«Психиатры, — говорит этот выдающийся врач-философ, — в свою очередь не поняли своего долга. Настало время, когда они должны выступить, наконец, вперед: это большая ошибка, — говорит Бианки, — превращать психиатрию в святилище, в недоступную ни для кого Мекку». «Делать наблюдения, — говорит далее Нордау, — большая заслуга, но этим не исчерпывается задача психиатра. Недостаточно, если он обнародует свои наблюдения в специальных изданиях. Он должен говорить, прежде всего, с массой образованных людей, а не с врачами или юристами. Он должен распространять знания в популярных брошюрах или на столбцах газет».
Насколько можно согласиться с мнением этого писателя относительно всяких вопросов научной психиатрии, мы здесь решать не станем.

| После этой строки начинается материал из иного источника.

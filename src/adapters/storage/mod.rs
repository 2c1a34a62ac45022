//! Storage Adapters
//!
//! Implementations of the KeyValueStore port.
//!
//! ## Available Adapters
//!
//! - **FileKeyValueStore** - Single YAML file on disk
//! - **InMemoryKeyValueStore** - Shared map in memory (testing/development)
//!
//! ## Usage
//!
//! ```ignore
//! use adapters::storage::{FileKeyValueStore, InMemoryKeyValueStore};
//!
//! // Production: file-based storage
//! let store = FileKeyValueStore::new("./data/bioclave.yaml");
//!
//! // Testing: in-memory storage
//! let store = InMemoryKeyValueStore::new();
//! ```

mod file_key_value_store;
mod in_memory_key_value_store;

pub use file_key_value_store::FileKeyValueStore;
pub use in_memory_key_value_store::InMemoryKeyValueStore;
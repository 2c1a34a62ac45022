//! Error types for the domain layer.

use std::collections::HashMap;
use std::error::Error;
use std::fmt;
use thiserror::Error;

/// Errors that occur during value object construction.
#[derive(Debug, Clone, Error)]
pub enum ValidationError {
    #[error("Field '{field}' cannot be empty")]
    EmptyField { field: String },

    #[error("Field '{field}' has invalid format: {reason}")]
    InvalidFormat { field: String, reason: String },
}

impl ValidationError {
    /// Creates an empty field validation error.
    pub fn empty_field(field: impl Into<String>) -> Self {
        ValidationError::EmptyField { field: field.into() }
    }

    /// Creates an invalid format validation error.
    pub fn invalid_format(field: impl Into<String>, reason: impl Into<String>) -> Self {
        ValidationError::InvalidFormat {
            field: field.into(),
            reason: reason.into(),
        }
    }
}

/// Error codes organized by category.
#[derive(Debug, Clone, Copy, PartialEq, Eq, Hash)]
pub enum ErrorCode {
    // Validation errors
    ValidationFailed,
    EmptyField,
    InvalidFormat,

    // Not found errors
    TechniqueNotFound,

    // Upstream errors
    AIProviderError,
    PaymentFailed,

    // Infrastructure errors
    StorageError,
    InternalError,
}

impl fmt::Display for ErrorCode {
    fn fmt(&self, f: &mut fmt::Formatter<'_>) -> fmt::Result {
        let s = match self {
            ErrorCode::ValidationFailed => "VALIDATION_FAILED",
            ErrorCode::EmptyField => "EMPTY_FIELD",
            ErrorCode::InvalidFormat => "INVALID_FORMAT",
            ErrorCode::TechniqueNotFound => "TECHNIQUE_NOT_FOUND",
            ErrorCode::AIProviderError => "AI_PROVIDER_ERROR",
            ErrorCode::PaymentFailed => "PAYMENT_FAILED",
            ErrorCode::StorageError => "STORAGE_ERROR",
            ErrorCode::InternalError => "INTERNAL_ERROR",
        };
        write!(f, "{}", s)
    }
}

/// Standard domain error with code, message, and optional details.
#[derive(Debug, Clone)]
pub struct DomainError {
    pub code: ErrorCode,
    pub message: String,
    pub details: HashMap<String, String>,
}

impl DomainError {
    /// Creates a new domain error.
    pub fn new(code: ErrorCode, message: impl Into<String>) -> Self {
        Self {
            code,
            message: message.into(),
            details: HashMap::new(),
        }
    }

    /// Creates a validation error for a specific field.
    pub fn validation(field: impl Into<String>, message: impl Into<String>) -> Self {
        Self {
            code: ErrorCode::ValidationFailed,
            message: message.into(),
            details: HashMap::new(),
        }
        .with_detail("field", field.into())
    }

    /// Creates a storage error.
    pub fn storage(message: impl Into<String>) -> Self {
        Self::new(ErrorCode::StorageError, message)
    }

    /// Adds a detail to the error.
    pub fn with_detail(mut self, key: impl Into<String>, value: impl Into<String>) -> Self {
        self.details.insert(key.into(), value.into());
        self
    }
}

impl fmt::Display for DomainError {
    fn fmt(&self, f: &mut fmt::Formatter<'_>) -> fmt::Result {
        write!(f, "[{}] {}", self.code, self.message)
    }
}

impl Error for DomainError {}

impl From<ValidationError> for DomainError {
    fn from(err: ValidationError) -> Self {
        let code = match &err {
            ValidationError::EmptyField { .. } => ErrorCode::EmptyField,
            ValidationError::InvalidFormat { .. } => ErrorCode::InvalidFormat,
        };
        let field = match &err {
            ValidationError::EmptyField { field } => field.clone(),
            ValidationError::InvalidFormat { field, .. } => field.clone(),
        };
        DomainError::new(code, err.to_string()).with_detail("field", field)
    }
}
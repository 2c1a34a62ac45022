//! Symptom handlers.

mod lookup_symptom;

pub use lookup_symptom::{
    LookupOutcome, LookupSymptomCommand, LookupSymptomHandler, LOOKUP_FAILED_MESSAGE,
};
//! LocalePreferenceHandler - reads and changes the persisted locale.

use std::sync::Arc;

use crate::domain::foundation::DomainError;
use crate::domain::localization::Locale;
use crate::ports::{keys, KeyValueStore};

/// Reads the active locale. Absent or unsupported values fall back to the default.
pub async fn current_locale(store: &dyn KeyValueStore) -> Result<Locale, DomainError> {
    let raw = store
        .get(keys::LOCALE)
        .await
        .map_err(|e| DomainError::storage(e.to_string()))?;

    match raw {
        None => Ok(Locale::default()),
        Some(code) => Ok(code.parse().unwrap_or_else(|err| {
            tracing::warn!(code = %code, error = %err, "Unsupported stored locale, using default");
            Locale::default()
        })),
    }
}

/// Handler for the locale preference.
pub struct LocalePreferenceHandler {
    store: Arc<dyn KeyValueStore>,
}

impl LocalePreferenceHandler {
    pub fn new(store: Arc<dyn KeyValueStore>) -> Self {
        Self { store }
    }

    pub async fn current(&self) -> Result<Locale, DomainError> {
        current_locale(self.store.as_ref()).await
    }

    pub async fn set(&self, locale: Locale) -> Result<(), DomainError> {
        self.store
            .set(keys::LOCALE, locale.code())
            .await
            .map_err(|e| DomainError::storage(e.to_string()))?;

        tracing::info!(locale = %locale.code(), "Locale changed");
        Ok(())
    }
}

#[cfg(test)]
mod tests {
    use super::*;
    use crate::adapters::storage::InMemoryKeyValueStore;

    #[tokio::test]
    async fn defaults_to_spanish() {
        let handler = LocalePreferenceHandler::new(Arc::new(InMemoryKeyValueStore::new()));
        assert_eq!(handler.current().await.unwrap(), Locale::Es);
    }

    #[tokio::test]
    async fn set_persists_code() {
        let store = InMemoryKeyValueStore::new();
        let handler = LocalePreferenceHandler::new(Arc::new(store.clone()));

        handler.set(Locale::Zh).await.unwrap();

        assert_eq!(handler.current().await.unwrap(), Locale::Zh);
        assert_eq!(store.get(keys::LOCALE).await.unwrap().as_deref(), Some("zh"));
    }

    #[tokio::test]
    async fn unsupported_stored_value_falls_back() {
        let store = InMemoryKeyValueStore::with_entries([(keys::LOCALE, "de")]);
        let handler = LocalePreferenceHandler::new(Arc::new(store));

        assert_eq!(handler.current().await.unwrap(), Locale::Es);
    }
}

Вопрос об отношении болезней нервной системы к искусствам, вместе с немногими другими, занимает исключительное положение, особенно в последнее время. В начале нашей речи мы уже указали на одну из сторон современного искусства, именно на его чрезмерное распространение за последнее десятилетие. Укажите мне ту интеллигентную семью нашего времени, где бы не раздавалась музыка, — игра на рояле, на скрипке или пение. Если вы мне укажете на таковую, я в ответ назову такие дома, где инструмент берется с бою, особенно, если в семье преобладает женский пол. Прокатитесь весной, летом или осенью по окрестностям большого города и вы не найдете ни одной дачной местности, где бы пред избушкой или березовой рощицей не сидел один или несколько фабрикантов масляных этюдов, которые зимой с радостью ждут открытия всякой, какой бы то ни было выставки, чтобы пощекотать свой художественный взор и высказать свои соображения относительно манер, планов, настроения и гаммы тонов. Попробуйте попасть в один из многочисленных театров наших столиц на интересующий вас спектакль и вы с трудом добудете себе билет; дирекция же театра вынуждена ставить одну и ту же вещь по 30–50 раз в сезон; но если вы не попали в театр, вы почти ежедневно имеете возможность присутствовать при том, как многочисленные любители драматического искусства изо всех сил стараются коверкать или произведения искусства, или свою личность.
Это одна сторона.
Другая сторона искусства наших дней заключается в той специальной его окраске, которая заставляет меня упомянуть о любопытном наблюдении над самим собой: когда, лет 15 тому назад, мне впервые пришлось рассматривать рисунки и читать стихи психически-больных, на меня большинство подобных произведений искусства производило глубокое впечатление своей внешней уродливостью и диким содержанием — до того они резко отличались своим патологическим характером от того, что дала в то время живопись и поэзия; прошло всего 15 лет и от этой беспредельной разницы осталось очень мало, — настолько в некоторых пунктах приблизились друг к другу произведения некоторых представителей больного и здорового искусств. Как же это могло произойти?
Или все душевно-больные художники и поэты выздоровели и стали писать так, как писали нормальные творцы прошлых лет — это первая возможность.
Или способность моя отличать одно от другого настолько притупилась, что я перестал отличать плохое от хорошего — это вторая возможность.
Или с искусством произошло нечто такое, что сблизило антиподов и местами затерло границу.
Против первого предположения говорит, однако, то, что рисунки и стихи душевнобольных за это время не проявили особенной наклонности к прогрессу и как бы застыли на точке замерзания.
Против второго говорит то, что среди произведений современных поэтов, беллетристов и живописцев мы всегда сумеем отличить более приближающиеся к творениям больных от таких, которые на них менее похожи или даже вовсе не похожи.